Comment by chrismorgan
Comment by chrismorgan 3 days ago
> If that's true Anubis should just remove the proof-of-work part
This is my very strong belief. To make it even clearer how absurd the present situation is, every single one of the proof-of-work systems I’ve looked at has been using SHA-256, which is basically the worst choice possible.
Proof-of-work is bad rate limiting which depends on a level playing field between real users and attackers. This is already a doomed endeavour. Using SHA-256 just makes it more obvious: there’s an asymmetry factor in the order of tens of thousands between common real-user hardware and software, and pretty easy attacker hardware and software. You cannot bridge such a divide. If you allow the attacker to augment it with a Bitcoin mining rig, the efficiency disparity factor can go up to tens of millions.
These proof-of-work systems are only working because attackers haven’t tried yet. And as long as attackers aren’t trying, you can settle for something much simpler and more transparent.

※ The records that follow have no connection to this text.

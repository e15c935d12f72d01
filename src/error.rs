use thiserror::Error;

use crate::run::RunState;

/// Failure of the terminal image tier. Network tiers never surface errors.
#[derive(Debug, Error)]
pub enum ImageError {
    #[error("failed to prepare image directory {path}: {source}")]
    Prepare {
        path: String,
        #[source]
        source: std::io::Error,
    },

    #[error("failed to encode JPEG for {path}: {source}")]
    Encode {
        path: String,
        #[source]
        source: image::ImageError,
    },

    #[error("failed to persist image to {path}: {source}")]
    Persist {
        path: String,
        #[source]
        source: std::io::Error,
    },
}

/// Unexpected failures inside a run. Caught by the orchestrator and turned
/// into an aborted outcome.
#[derive(Debug, Error)]
pub enum CuratorError {
    #[error("image resolution failed: {0}")]
    Image(#[from] ImageError),

    #[error("run panicked while {state:?}: {message}")]
    Panic { state: RunState, message: String },
}

/// Text of a caught panic payload.
pub(crate) fn panic_message(payload: &(dyn std::any::Any + Send)) -> String {
    if let Some(s) = payload.downcast_ref::<&str>() {
        s.to_string()
    } else if let Some(s) = payload.downcast_ref::<String>() {
        s.clone()
    } else {
        "unknown panic payload".to_string()
    }
}
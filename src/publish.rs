//! Fan-out of one caption and image to every configured platform.

use std::panic::AssertUnwindSafe;
use std::path::Path;

use futures::FutureExt;
use serde::Serialize;
use tracing::{error, info};

use crate::caption::Caption;
use crate::contract::Publisher;
use crate::error::panic_message;

/// A named publishing slot.
pub struct Platform {
    pub name: String,
    pub publisher: Box<dyn Publisher>,
}

impl Platform {
    pub fn new(name: impl Into<String>, publisher: Box<dyn Publisher>) -> Self {
        Self {
            name: name.into(),
            publisher,
        }
    }
}

impl std::fmt::Debug for Platform {
    fn fmt(&self, f: &mut std::fmt::Formatter<'_>) -> std::fmt::Result {
        f.debug_struct("Platform").field("name", &self.name).finish()
    }
}

/// Outcome of one platform attempt.
#[derive(Debug, Clone, PartialEq, Eq, Serialize)]
pub struct PublishResult {
    pub platform: String,
    pub succeeded: bool,
    pub error: Option<String>,
    /// Synthetic "would publish" result; no publisher was called.
    pub dry_run: bool,
}

impl PublishResult {
    fn published(platform: &str) -> Self {
        Self {
            platform: platform.to_string(),
            succeeded: true,
            error: None,
            dry_run: false,
        }
    }

    fn failed(platform: &str, error: String) -> Self {
        Self {
            platform: platform.to_string(),
            succeeded: false,
            error: Some(error),
            dry_run: false,
        }
    }

    fn would_publish(platform: &str) -> Self {
        Self {
            platform: platform.to_string(),
            succeeded: true,
            error: None,
            dry_run: true,
        }
    }
}

/// Publish to each platform in order. One failure, error or panic, never
/// prevents the next attempt; the result list always has one entry per platform.
pub async fn publish_all(
    caption: &Caption,
    image_path: &Path,
    platforms: &[Platform],
    dry_run: bool,
) -> Vec<PublishResult> {
    if dry_run {
        return platforms
            .iter()
            .map(|p| {
                info!(platform = %p.name, "[DRY RUN] Would publish");
                PublishResult::would_publish(&p.name)
            })
            .collect();
    }

    let mut results = Vec::with_capacity(platforms.len());
    for platform in platforms {
        info!(platform = %platform.name, "[PUBLISH] Posting");
        let attempt = AssertUnwindSafe(platform.publisher.publish(caption.as_str(), image_path))
            .catch_unwind()
            .await;
        let result = match attempt {
            Ok(Ok(())) => {
                info!(platform = %platform.name, "[PUBLISH] Posted successfully");
                PublishResult::published(&platform.name)
            }
            Ok(Err(e)) => {
                error!(platform = %platform.name, error = %e, "[PUBLISH][ERROR] Failed to post");
                PublishResult::failed(&platform.name, e.to_string())
            }
            Err(panic) => {
                let message = format!("publisher panicked: {}", panic_message(panic.as_ref()));
                error!(platform = %platform.name, error = %message, "[PUBLISH][ERROR] Failed to post");
                PublishResult::failed(&platform.name, message)
            }
        };
        results.push(result);
    }
    results
}

/// Number of real (non dry-run) successful publishes.
pub fn success_count(results: &[PublishResult]) -> usize {
    results
        .iter()
        .filter(|r| r.succeeded && !r.dry_run)
        .count()
}
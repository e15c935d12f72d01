//! Twitter/X via the v2 API: media upload, then a post referencing it.
//! Authenticates with an OAuth 2.0 user-context token (`TWITTER_ACCESS_TOKEN`).

use std::path::Path;

use async_trait::async_trait;
use longevity_curator::contract::{CollaboratorError, Publisher};
use serde::Deserialize;
use serde_json::json;
use tracing::info;

use super::{check, env_opt, image_part, read_image, require};

pub const TWITTER_API_URL: &str = "https://api.x.com";

#[derive(Debug, Deserialize)]
struct MediaUpload {
    data: MediaData,
}

#[derive(Debug, Deserialize)]
struct MediaData {
    id: String,
}

pub struct TwitterPublisher {
    client: reqwest::Client,
    base_url: String,
    access_token: Option<String>,
}

impl TwitterPublisher {
    pub fn new(client: reqwest::Client, base_url: impl Into<String>, access_token: Option<String>) -> Self {
        Self {
            client,
            base_url: base_url.into(),
            access_token,
        }
    }

    pub fn from_env(client: reqwest::Client) -> Self {
        Self::new(client, TWITTER_API_URL, env_opt("TWITTER_ACCESS_TOKEN"))
    }
}

#[async_trait]
impl Publisher for TwitterPublisher {
    async fn publish(&self, caption: &str, image_path: &Path) -> Result<(), CollaboratorError> {
        let token = require(&self.access_token, "TWITTER_ACCESS_TOKEN")?;
        let bytes = read_image(image_path).await?;

        let form = reqwest::multipart::Form::new()
            .text("media_category", "tweet_image")
            .part("media", image_part(bytes, image_path)?);
        let resp = self
            .client
            .post(format!("{}/2/media/upload", self.base_url))
            .bearer_auth(token)
            .multipart(form)
            .send()
            .await?;
        let media: MediaUpload = check(resp, "Twitter media upload").await?.json().await?;
        info!(media_id = %media.data.id, "[TWITTER] Uploaded media");

        let resp = self
            .client
            .post(format!("{}/2/tweets", self.base_url))
            .bearer_auth(token)
            .json(&json!({
                "text": caption,
                "media": { "media_ids": [media.data.id] },
            }))
            .send()
            .await?;
        check(resp, "Twitter create post").await?;
        Ok(())
    }
}
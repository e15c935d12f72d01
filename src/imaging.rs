//! Image resolution: direct download → keyword search → generated card.
//!
//! The resolver always leaves a decodable JPEG at the output path unless the
//! output location itself cannot be written. Downloads are re-encoded, so
//! the file's content always matches its `.jpg` name. Failures of the network tiers
//! are logged and swallowed.

use std::path::Path;
use std::time::Duration;

use async_trait::async_trait;
use image::codecs::jpeg::JpegEncoder;
use image::RgbImage;
use serde::Serialize;
use tempfile::NamedTempFile;
use tracing::{debug, info, warn};

use crate::contract::{CollaboratorError, FetchedImage, ImageFetcher, ImageSearch};
use crate::error::ImageError;
use crate::placeholder;

const DOWNLOAD_TIMEOUT: Duration = Duration::from_secs(20);
const JPEG_QUALITY: u8 = 88;

/// Which tier produced the image.
#[derive(Debug, Clone, Copy, PartialEq, Eq, Serialize)]
#[serde(rename_all = "snake_case")]
pub enum ImageTier {
    Direct,
    Search,
    Placeholder,
}

impl std::fmt::Display for ImageTier {
    fn fmt(&self, f: &mut std::fmt::Formatter<'_>) -> std::fmt::Result {
        match self {
            ImageTier::Direct => write!(f, "direct"),
            ImageTier::Search => write!(f, "search"),
            ImageTier::Placeholder => write!(f, "placeholder"),
        }
    }
}

pub struct ImageResolver<'a> {
    fetcher: &'a dyn ImageFetcher,
    search: &'a dyn ImageSearch,
}

impl<'a> ImageResolver<'a> {
    pub fn new(fetcher: &'a dyn ImageFetcher, search: &'a dyn ImageSearch) -> Self {
        Self { fetcher, search }
    }

    pub async fn resolve(
        &self,
        raw_image_url: Option<&str>,
        fallback_query: &str,
        title: &str,
        output_path: &Path,
    ) -> Result<ImageTier, ImageError> {
        prepare_output_dir(output_path)?;

        if let Some(url) = raw_image_url.filter(|u| !u.trim().is_empty()) {
            if self.download_to(url, output_path).await {
                info!(url = %url, "[IMAGE] Downloaded image from content");
                return Ok(ImageTier::Direct);
            }
        }

        match self.search.search_image(fallback_query).await {
            Ok(Some(url)) => {
                if self.download_to(&url, output_path).await {
                    info!(query = %fallback_query, url = %url, "[IMAGE] Downloaded fallback image for query");
                    return Ok(ImageTier::Search);
                }
            }
            Ok(None) => debug!(query = %fallback_query, "[IMAGE] Image search returned nothing"),
            Err(e) => warn!(error = %e, query = %fallback_query, "[IMAGE] Image search failed"),
        }

        write_placeholder(title, output_path)?;
        info!(path = %output_path.display(), "[IMAGE] Generated fallback text image");
        Ok(ImageTier::Placeholder)
    }

    /// One download attempt; `true` only when valid image bytes reached disk.
    async fn download_to(&self, url: &str, output_path: &Path) -> bool {
        let fetched = match self.fetcher.fetch_image(url).await {
            Ok(f) => f,
            Err(e) => {
                warn!(error = %e, url = %url, "[IMAGE] Download failed");
                return false;
            }
        };
        if !fetched.is_usable() {
            warn!(status = fetched.status, size = fetched.bytes.len(), url = %url, "[IMAGE] Download returned no usable body");
            return false;
        }
        let decoded = match image::load_from_memory(&fetched.bytes) {
            Ok(img) => img,
            Err(e) => {
                warn!(error = %e, url = %url, "[IMAGE] Downloaded bytes are not a decodable image");
                return false;
            }
        };
        match write_jpeg(&decoded.to_rgb8(), output_path) {
            Ok(()) => true,
            Err(e) => {
                warn!(error = %e, path = %output_path.display(), "[IMAGE] Failed to write downloaded image");
                false
            }
        }
    }
}

fn prepare_output_dir(output_path: &Path) -> Result<(), ImageError> {
    match output_path.parent() {
        Some(dir) if !dir.as_os_str().is_empty() => {
            std::fs::create_dir_all(dir).map_err(|source| ImageError::Prepare {
                path: dir.display().to_string(),
                source,
            })
        }
        _ => Ok(()),
    }
}

fn temp_beside(output_path: &Path) -> std::io::Result<NamedTempFile> {
    match output_path.parent() {
        Some(dir) if !dir.as_os_str().is_empty() => NamedTempFile::new_in(dir),
        _ => NamedTempFile::new_in("."),
    }
}

fn write_placeholder(title: &str, output_path: &Path) -> Result<(), ImageError> {
    write_jpeg(&placeholder::render_card(title), output_path)
}

/// Encode as JPEG through a sibling temp file so the target never holds a partial image.
fn write_jpeg(img: &RgbImage, output_path: &Path) -> Result<(), ImageError> {
    let persist_err = |source: std::io::Error| ImageError::Persist {
        path: output_path.display().to_string(),
        source,
    };
    let mut tmp = temp_beside(output_path).map_err(persist_err)?;
    img.write_with_encoder(JpegEncoder::new_with_quality(tmp.as_file_mut(), JPEG_QUALITY))
        .map_err(|source| ImageError::Encode {
            path: output_path.display().to_string(),
            source,
        })?;
    tmp.persist(output_path).map_err(|e| persist_err(e.error))?;
    Ok(())
}

/// `ImageFetcher` over reqwest.
pub struct HttpImageFetcher {
    client: reqwest::Client,
}

impl HttpImageFetcher {
    pub fn new() -> Result<Self, CollaboratorError> {
        let client = reqwest::Client::builder()
            .timeout(DOWNLOAD_TIMEOUT)
            .build()?;
        Ok(Self { client })
    }
}

#[async_trait]
impl ImageFetcher for HttpImageFetcher {
    async fn fetch_image(&self, url: &str) -> Result<FetchedImage, CollaboratorError> {
        debug!(url = %url, "[IMAGE] Fetching image");
        let resp = self.client.get(url).send().await?;
        let status = resp.status().as_u16();
        let bytes = resp.bytes().await?.to_vec();
        Ok(FetchedImage { status, bytes })
    }
}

If they were serious about the proof-of-work being the defence, they’d at least have started with something like Argon2d.
The proof of work isn't really the crux. They've been pretty clear about this from the beginning.
I'll just quote from their blog post from January.
https://xeiaso.net/blog/2025/anubis/
Anubis also relies on modern web browser features:
- ES6 modules to load the client-side code and the proof-of-work challenge code.
- Web Workers to run the proof-of-work challenge in a separate thread to avoid blocking the UI thread.
- Fetch API to communicate with the Anubis server.
- Web Cryptography API to generate the proof-of-work challenge.
This ensures that browsers are decently modern in order to combat most known scrapers. It's not perfect, but it's a good start.
This will also lock out users who have JavaScript disabled, prevent your server from being indexed in search engines, require users to have HTTP cookies enabled, and require users to spend time solving the proof-of-work challenge.
This does mean that users using text-only browsers or older machines where they are unable to update their browser will be locked out of services protected by Anubis. This is a tradeoff that I am not happy about, but it is the world we live in now.